** WHAT YOU ARE ASKED TO DO **
Below are records; please set down exactly the lines from the first through the one containing "fn names(catalog: &Catalog, criteria: &FilterCriteria)".
———
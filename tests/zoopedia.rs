use zooplanner::{
    catalog::{AnimalType, Catalog, CatalogLoader, ConservationStatus},
    filter::{
        filter_species, taxonomy_values, FilterCriteria, SortKey, SwimmingFilter, TaxonomyFilter,
        TaxonomyLevel,
    },
};

fn fixture_catalog() -> Catalog {
    CatalogLoader::new(env!("CARGO_MANIFEST_DIR"))
        .load("data/species.yaml")
        .expect("catalog fixture parses")
}

fn names(catalog: &Catalog, criteria: &FilterCriteria) -> Vec<String> {
    filter_species(criteria, catalog)
        .into_iter()
        .map(|record| record.name.clone())
        .collect()
}

#[test]
fn default_criteria_list_everything_alphabetically() {
    let catalog = fixture_catalog();
    let listing = names(&catalog, &FilterCriteria::default());
    assert_eq!(listing.len(), 7);
    let mut sorted = listing.clone();
    sorted.sort();
    assert_eq!(listing, sorted);
}

#[test]
fn type_filter_separates_habitat_from_exhibit() {
    let catalog = fixture_catalog();
    let criteria = FilterCriteria {
        animal_type: Some(AnimalType::Exhibit),
        ..FilterCriteria::default()
    };
    assert_eq!(names(&catalog, &criteria), ["Goliath Birdeater"]);

    let criteria = FilterCriteria {
        animal_type: Some(AnimalType::Habitat),
        ..FilterCriteria::default()
    };
    assert_eq!(names(&catalog, &criteria).len(), 6);
}

#[test]
fn continent_filter_requires_every_selected_tag() {
    let catalog = fixture_catalog();
    let criteria = FilterCriteria {
        continents: vec!["Africa".into()],
        ..FilterCriteria::default()
    };
    assert_eq!(
        names(&catalog, &criteria),
        ["Plains Zebra", "Ring-tailed Lemur", "Springbok"]
    );

    // No species spans both Africa and Europe.
    let criteria = FilterCriteria {
        continents: vec!["Africa".into(), "Europe".into()],
        ..FilterCriteria::default()
    };
    assert!(names(&catalog, &criteria).is_empty());
}

#[test]
fn boolean_and_status_filters() {
    let catalog = fixture_catalog();
    let criteria = FilterCriteria {
        predator: Some(true),
        ..FilterCriteria::default()
    };
    assert_eq!(
        names(&catalog, &criteria),
        ["Gharial", "Grey Wolf", "Polar Bear"]
    );

    let criteria = FilterCriteria {
        statuses: vec![ConservationStatus::CriticallyEndangered],
        ..FilterCriteria::default()
    };
    assert_eq!(names(&catalog, &criteria), ["Gharial"]);

    let criteria = FilterCriteria {
        guests_interact: Some(true),
        ..FilterCriteria::default()
    };
    assert_eq!(names(&catalog, &criteria), ["Ring-tailed Lemur", "Springbok"]);
}

#[test]
fn swimming_filter_distinguishes_capabilities() {
    let catalog = fixture_catalog();
    let criteria = FilterCriteria {
        swimming: SwimmingFilter::CanDive,
        ..FilterCriteria::default()
    };
    assert_eq!(names(&catalog, &criteria), ["Gharial", "Polar Bear"]);

    let criteria = FilterCriteria {
        swimming: SwimmingFilter::WadesOnly,
        ..FilterCriteria::default()
    };
    assert_eq!(names(&catalog, &criteria), ["Grey Wolf"]);

    let criteria = FilterCriteria {
        swimming: SwimmingFilter::CannotSwim,
        ..FilterCriteria::default()
    };
    assert_eq!(
        names(&catalog, &criteria),
        ["Goliath Birdeater", "Plains Zebra", "Ring-tailed Lemur", "Springbok"]
    );
}

#[test]
fn ceiling_filters_exclude_heavier_requirements() {
    let catalog = fixture_catalog();
    let criteria = FilterCriteria {
        max_barrier_grade: Some(2),
        ..FilterCriteria::default()
    };
    let listing = names(&catalog, &criteria);
    assert!(!listing.contains(&"Polar Bear".to_string()));
    assert!(!listing.contains(&"Gharial".to_string()));
    assert!(listing.contains(&"Grey Wolf".to_string()));

    // Water ceiling only matches species that need water at all.
    let criteria = FilterCriteria {
        max_water_area: Some(1000.0),
        ..FilterCriteria::default()
    };
    assert_eq!(names(&catalog, &criteria), ["Gharial", "Polar Bear"]);
}

#[test]
fn point_in_band_filters_check_containment() {
    let catalog = fixture_catalog();
    let criteria = FilterCriteria {
        temperature_at: Some(0.0),
        ..FilterCriteria::default()
    };
    assert_eq!(names(&catalog, &criteria), ["Grey Wolf", "Polar Bear"]);
}

#[test]
fn dlc_filter_matches_any_owned_pack() {
    let catalog = fixture_catalog();
    let criteria = FilterCriteria {
        dlcs: vec!["Base Game".into()],
        ..FilterCriteria::default()
    };
    assert_eq!(
        names(&catalog, &criteria),
        ["Goliath Birdeater", "Grey Wolf", "Plains Zebra", "Ring-tailed Lemur"]
    );
}

#[test]
fn sorting_by_appeal_descending_leads_with_the_star_animal() {
    let catalog = fixture_catalog();
    let criteria = FilterCriteria {
        sort: SortKey::Appeal,
        descending: true,
        ..FilterCriteria::default()
    };
    let listing = names(&catalog, &criteria);
    assert_eq!(listing[0], "Polar Bear");
    assert_eq!(listing[listing.len() - 1], "Goliath Birdeater");
}

#[test]
fn taxonomy_filter_uses_explicit_levels() {
    let catalog = fixture_catalog();
    let criteria = FilterCriteria {
        taxonomy: TaxonomyFilter {
            class: Some("Mammalia".into()),
            order: Some("Carnivora".into()),
            ..TaxonomyFilter::default()
        },
        ..FilterCriteria::default()
    };
    assert_eq!(names(&catalog, &criteria), ["Grey Wolf", "Polar Bear"]);
}

#[test]
fn taxonomy_values_cascade_from_higher_levels_only() {
    let catalog = fixture_catalog();
    let filter = TaxonomyFilter {
        class: Some("Mammalia".into()),
        order: Some("Carnivora".into()),
        family: Some("Canidae".into()),
        ..TaxonomyFilter::default()
    };
    assert_eq!(
        taxonomy_values(&catalog, TaxonomyLevel::Family, &filter),
        ["Canidae", "Ursidae"],
        "a level's own selection must not narrow its options"
    );
    assert_eq!(
        taxonomy_values(&catalog, TaxonomyLevel::Genus, &filter),
        ["Canis"]
    );
    let all_classes = taxonomy_values(&catalog, TaxonomyLevel::Class, &filter);
    assert!(all_classes.contains(&"Reptilia".to_string()));
}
———
** EXERCISE RESPONSE **
filename tests/zoopedia.rs
use zooplanner::{
    catalog::{AnimalType, Catalog, CatalogLoader, ConservationStatus},
    filter::{
        filter_species, taxonomy_values, FilterCriteria, SortKey, SwimmingFilter, TaxonomyFilter,
        TaxonomyLevel,
    },
};

fn fixture_catalog() -> Catalog {
    CatalogLoader::new(env!("CARGO_MANIFEST_DIR"))
        .load("data/species.yaml")
        .expect("catalog fixture parses")
}

fn names(catalog: &Catalog, criteria: &FilterCriteria) -> Vec<String> {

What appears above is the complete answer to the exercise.